• Your task
In the data below, find each line containing the string "ErrorAlert" and return it.

(Stored data entries)
==============================
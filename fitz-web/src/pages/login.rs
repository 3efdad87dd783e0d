use crate::{
    api::shared_client, components::ErrorAlert, models::app_state::AppState, routes::MainRoute,
    storage::BrowserStorage,
};
use shared::SessionStore;
use wasm_bindgen_futures::spawn_local;
use web_sys::HtmlInputElement;
use yew::prelude::*;
use yew_router::prelude::{Link, use_navigator};
use yewdux::prelude::use_dispatch;

#[function_component(LoginPage)]
pub fn login_page() -> Html {
    let email = use_state(String::new);
    let password = use_state(String::new);
    let error = use_state(|| None::<String>);
    let loading = use_state(|| false);
    let navigator = use_navigator();
    let dispatch = use_dispatch::<AppState>();

    let onsubmit = {
        let email_handle = email.clone();
        let password_handle = password.clone();
        let error_handle = error.clone();
        let loading_handle = loading.clone();
        Callback::from(move |event: SubmitEvent| {
            event.prevent_default();
            let email_value = (*email_handle).clone();
            let password_value = (*password_handle).clone();
            loading_handle.set(true);
            error_handle.set(None);
            let loading_ref = loading_handle.clone();
            let error_ref = error_handle.clone();
            let navigator_handle = navigator.clone();
            let dispatch = dispatch.clone();
            spawn_local(async move {
                let mut store = SessionStore::restore(BrowserStorage);
                match store.login(&shared_client(), &email_value, &password_value).await {
                    Ok(session) => {
                        let session = session.clone();
                        dispatch.reduce_mut(|state| state.session = Some(session));
                        if let Some(ref nav) = navigator_handle {
                            nav.push(&MainRoute::Dashboard);
                        }
                    }
                    Err(err) => {
                        log::warn!("login failed: {err}");
                        error_ref.set(Some(err.to_string()));
                    }
                }
                loading_ref.set(false);
            });
        })
    };

    let on_email_change = {
        let email = email.clone();
        Callback::from(move |event: InputEvent| {
            if let Some(input) = event.target_dyn_into::<HtmlInputElement>() {
                email.set(input.value());
            }
        })
    };

    let on_password_change = {
        let password = password.clone();
        Callback::from(move |event: InputEvent| {
            if let Some(input) = event.target_dyn_into::<HtmlInputElement>() {
                password.set(input.value());
            }
        })
    };

    let is_busy = *loading;
    let disable_submit = (*email).is_empty() || (*password).is_empty() || is_busy;

    html! {
        <div class="flex items-center justify-center py-12">
            <div class="card w-full max-w-md shadow-lg bg-base-100">
                <form class="card-body" onsubmit={onsubmit}>
                    <h2 class="card-title text-2xl">{"Login"}</h2>
                    if let Some(message) = &*error {
                        <ErrorAlert message={message.clone()} />
                    }
                    <div class="form-control">
                        <label class="label" for="email">
                            <span class="label-text">{"Email"}</span>
                        </label>
                        <input
                            id="email"
                            class="input input-bordered"
                            type="email"
                            required=true
                            value={(*email).clone()}
                            oninput={on_email_change}
                        />
                    </div>
                    <div class="form-control">
                        <label class="label" for="password">
                            <span class="label-text">{"Password"}</span>
                        </label>
                        <input
                            id="password"
                            class="input input-bordered"
                            type="password"
                            required=true
                            value={(*password).clone()}
                            oninput={on_password_change}
                        />
                    </div>
                    <div class="form-control mt-6">
                        <button class="btn btn-primary" type="submit" disabled={disable_submit}>
                            {if is_busy { "Logging in..." } else { "Login" }}
                        </button>
                    </div>
                    <p class="text-sm">
                        {"No account yet? "}
                        <Link<MainRoute> to={MainRoute::Register} classes="link">{"Register"}</Link<MainRoute>>
                    </p>
                </form>
            </div>
        </div>
    }
}
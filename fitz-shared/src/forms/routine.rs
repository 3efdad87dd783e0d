use crate::{
    models::{CreateRoutineRequest, Difficulty, NewRoutineExercise},
    validation::{
        Field, FieldErrors, MAX_TEXT_LENGTH, ValidationError, parse_choice, parse_positive_int,
        parse_whole, validate_text,
    },
};

/// Split a comma separated input into trimmed, non-empty items.
///
/// ```
/// use shared::forms::split_list;
/// assert_eq!(split_list("chest, back,,legs "), vec!["chest", "back", "legs"]);
/// ```
#[must_use]
pub fn split_list(input: &str) -> Vec<String> {
    input
        .split(',')
        .map(str::trim)
        .filter(|item| !item.is_empty())
        .map(str::to_string)
        .collect()
}

/// One planned exercise row on the add-routine form.
#[derive(Debug, Clone, Default, PartialEq, Eq)]
pub struct ExerciseEntryRow {
    pub exercise_id: String,
    pub sets: String,
    pub reps: String,
    pub rest_between_sets: String,
}

/// Input of a single [`ExerciseEntryRow`] cell.
#[derive(Debug, Clone, Copy, PartialEq, Eq)]
pub enum RowField {
    Exercise,
    Sets,
    Reps,
    RestBetweenSets,
}

impl ExerciseEntryRow {
    pub fn set(&mut self, field: RowField, value: String) {
        match field {
            RowField::Exercise => self.exercise_id = value,
            RowField::Sets => self.sets = value,
            RowField::Reps => self.reps = value,
            RowField::RestBetweenSets => self.rest_between_sets = value,
        }
    }

    fn parse(&self) -> Result<NewRoutineExercise, ValidationError> {
        let exercise = self.exercise_id.trim();
        if exercise.is_empty() {
            return Err(ValidationError::Required);
        }
        Ok(NewRoutineExercise {
            exercise: exercise.to_string(),
            sets: parse_positive_int(&self.sets)?,
            reps: parse_positive_int(&self.reps)?,
            rest_between_sets: parse_whole(&self.rest_between_sets)?,
        })
    }
}

/// The add-routine form as entered.
///
/// List inputs (`target_muscle_groups`, `equipment`, `tags`) keep the raw
/// comma separated text; they are split with [`split_list`] on submit.
#[derive(Debug, Clone, Default, PartialEq, Eq)]
pub struct RoutineDraft {
    pub name: String,
    pub description: String,
    pub difficulty: String,
    pub estimated_duration: String,
    pub target_muscle_groups: String,
    pub workout_type: String,
    pub equipment: String,
    pub tags: String,
    pub is_public: bool,
    pub exercises: Vec<ExerciseEntryRow>,
}

impl RoutineDraft {
    /// Current input backing a free-text `field`.
    #[must_use]
    pub fn field(&self, field: Field) -> Option<&str> {
        let value = match field {
            Field::Name => &self.name,
            Field::Description => &self.description,
            Field::Difficulty => &self.difficulty,
            Field::EstimatedDuration => &self.estimated_duration,
            Field::TargetMuscleGroups => &self.target_muscle_groups,
            Field::WorkoutType => &self.workout_type,
            Field::Equipment => &self.equipment,
            Field::Tags => &self.tags,
            _ => return None,
        };
        Some(value)
    }

    pub fn field_mut(&mut self, field: Field) -> Option<&mut String> {
        match field {
            Field::Name => Some(&mut self.name),
            Field::Description => Some(&mut self.description),
            Field::Difficulty => Some(&mut self.difficulty),
            Field::EstimatedDuration => Some(&mut self.estimated_duration),
            Field::TargetMuscleGroups => Some(&mut self.target_muscle_groups),
            Field::WorkoutType => Some(&mut self.workout_type),
            Field::Equipment => Some(&mut self.equipment),
            Field::Tags => Some(&mut self.tags),
            _ => None,
        }
    }

    /// Append an empty exercise row.
    pub fn add_exercise(&mut self) {
        self.exercises.push(ExerciseEntryRow::default());
    }

    /// Remove the row at `index`; out of range indexes are ignored.
    pub fn remove_exercise(&mut self, index: usize) {
        if index < self.exercises.len() {
            self.exercises.remove(index);
        }
    }

    pub fn update_exercise(&mut self, index: usize, field: RowField, value: String) {
        if let Some(row) = self.exercises.get_mut(index) {
            row.set(field, value);
        }
    }

    /// Parse the draft into a creation request.
    ///
    /// # Errors
    /// Returns every failing field; rows are reported as
    /// [`Field::ExerciseRow`] with their position.
    pub fn to_request(&self) -> Result<CreateRoutineRequest, FieldErrors> {
        let mut errors = FieldErrors::new();

        let name = errors.check(Field::Name, validate_text(&self.name, MAX_TEXT_LENGTH));
        let description = errors.check(
            Field::Description,
            validate_text(&self.description, usize::MAX),
        );
        let difficulty: Option<Difficulty> =
            errors.check(Field::Difficulty, parse_choice(&self.difficulty));
        let estimated_duration = errors.check(
            Field::EstimatedDuration,
            parse_positive_int(&self.estimated_duration),
        );
        let workout_type = errors.check(
            Field::WorkoutType,
            validate_text(&self.workout_type, MAX_TEXT_LENGTH),
        );

        if self.exercises.is_empty() {
            errors.insert(Field::Exercises, ValidationError::Required);
        }
        let exercises: Vec<NewRoutineExercise> = self
            .exercises
            .iter()
            .enumerate()
            .filter_map(|(index, row)| errors.check(Field::ExerciseRow(index), row.parse()))
            .collect();

        match (name, description, difficulty, estimated_duration, workout_type) {
            (Some(name), Some(description), Some(difficulty), Some(estimated_duration), Some(workout_type))
                if errors.is_empty() =>
            {
                Ok(CreateRoutineRequest {
                    name,
                    description,
                    exercises,
                    difficulty,
                    estimated_duration,
                    target_muscle_groups: split_list(&self.target_muscle_groups),
                    workout_type,
                    equipment: split_list(&self.equipment),
                    tags: split_list(&self.tags),
                    is_public: self.is_public,
                })
            }
            _ => Err(errors),
        }
    }
}

#[cfg(test)]
mod tests {
    use super::*;

    fn row(exercise: &str, sets: &str, reps: &str, rest: &str) -> ExerciseEntryRow {
        ExerciseEntryRow {
            exercise_id: exercise.to_string(),
            sets: sets.to_string(),
            reps: reps.to_string(),
            rest_between_sets: rest.to_string(),
        }
    }

    fn draft() -> RoutineDraft {
        RoutineDraft {
            name: "Push day".to_string(),
            description: "Chest, shoulders and triceps".to_string(),
            difficulty: "intermediate".to_string(),
            estimated_duration: "45".to_string(),
            target_muscle_groups: "chest, shoulders , triceps".to_string(),
            workout_type: "Strength".to_string(),
            equipment: "barbell,,dumbbells".to_string(),
            tags: String::new(),
            is_public: true,
            exercises: vec![row("ex1", "3", "10", "90"), row("ex2", "4", "8", "0")],
        }
    }

    #[test]
    fn test_split_list() {
        assert_eq!(split_list("chest, back, legs"), vec!["chest", "back", "legs"]);
        assert_eq!(split_list(" a ,, b ,"), vec!["a", "b"]);
        assert!(split_list("").is_empty());
        assert!(split_list(" , ").is_empty());
    }

    #[test]
    fn test_field_accessors() {
        let mut draft = draft();
        if let Some(tags) = draft.field_mut(Field::Tags) {
            tags.push_str("push, gym");
        }
        assert_eq!(draft.field(Field::Tags), Some("push, gym"));
        assert_eq!(draft.field(Field::Name), Some("Push day"));
        assert!(draft.field(Field::Exercises).is_none());
        assert!(draft.field_mut(Field::Username).is_none());
    }

    #[test]
    fn test_to_request() {
        let request = draft().to_request().unwrap();
        assert_eq!(request.name, "Push day");
        assert_eq!(request.difficulty, Difficulty::Intermediate);
        assert_eq!(request.estimated_duration, 45);
        assert_eq!(request.target_muscle_groups, vec!["chest", "shoulders", "triceps"]);
        assert_eq!(request.equipment, vec!["barbell", "dumbbells"]);
        assert!(request.tags.is_empty());
        assert!(request.is_public);
        assert_eq!(request.exercises.len(), 2);
        assert_eq!(request.exercises[1].rest_between_sets, 0);
        assert_eq!(request.exercises[0].exercise, "ex1");
    }

    #[test]
    fn test_rows_are_reported_by_position() {
        let mut routine = draft();
        routine.exercises.push(row("", "3", "10", "60"));
        routine.exercises.push(row("ex3", "0", "10", "60"));
        routine.exercises.push(row("ex4", "3", "10", "-5"));

        let errors = routine.to_request().unwrap_err();
        assert_eq!(errors.len(), 3);
        assert_eq!(errors.get(Field::ExerciseRow(2)), Some(&ValidationError::Required));
        assert_eq!(errors.get(Field::ExerciseRow(3)), Some(&ValidationError::NotPositive));
        assert_eq!(errors.get(Field::ExerciseRow(4)), Some(&ValidationError::Negative));
    }

    #[test]
    fn test_requires_at_least_one_exercise() {
        let routine = RoutineDraft {
            exercises: Vec::new(),
            ..draft()
        };
        let errors = routine.to_request().unwrap_err();
        assert_eq!(errors.get(Field::Exercises), Some(&ValidationError::Required));
    }

    #[test]
    fn test_required_fields() {
        let errors = RoutineDraft::default().to_request().unwrap_err();
        for field in [
            Field::Name,
            Field::Description,
            Field::Difficulty,
            Field::EstimatedDuration,
            Field::WorkoutType,
            Field::Exercises,
        ] {
            assert_eq!(errors.get(field), Some(&ValidationError::Required), "{field}");
        }
    }

    #[test]
    fn test_rows_are_independently_editable() {
        let mut routine = RoutineDraft::default();
        routine.add_exercise();
        routine.add_exercise();
        routine.update_exercise(1, RowField::Exercise, "ex9".to_string());
        routine.update_exercise(7, RowField::Sets, "3".to_string());
        routine.remove_exercise(0);
        routine.remove_exercise(5);

        assert_eq!(routine.exercises.len(), 1);
        assert_eq!(routine.exercises[0].exercise_id, "ex9");
    }
}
==============================
• Answer area
    api::shared_client, components::ErrorAlert, models::app_state::AppState, routes::MainRoute,
                        <ErrorAlert message={message.clone()} />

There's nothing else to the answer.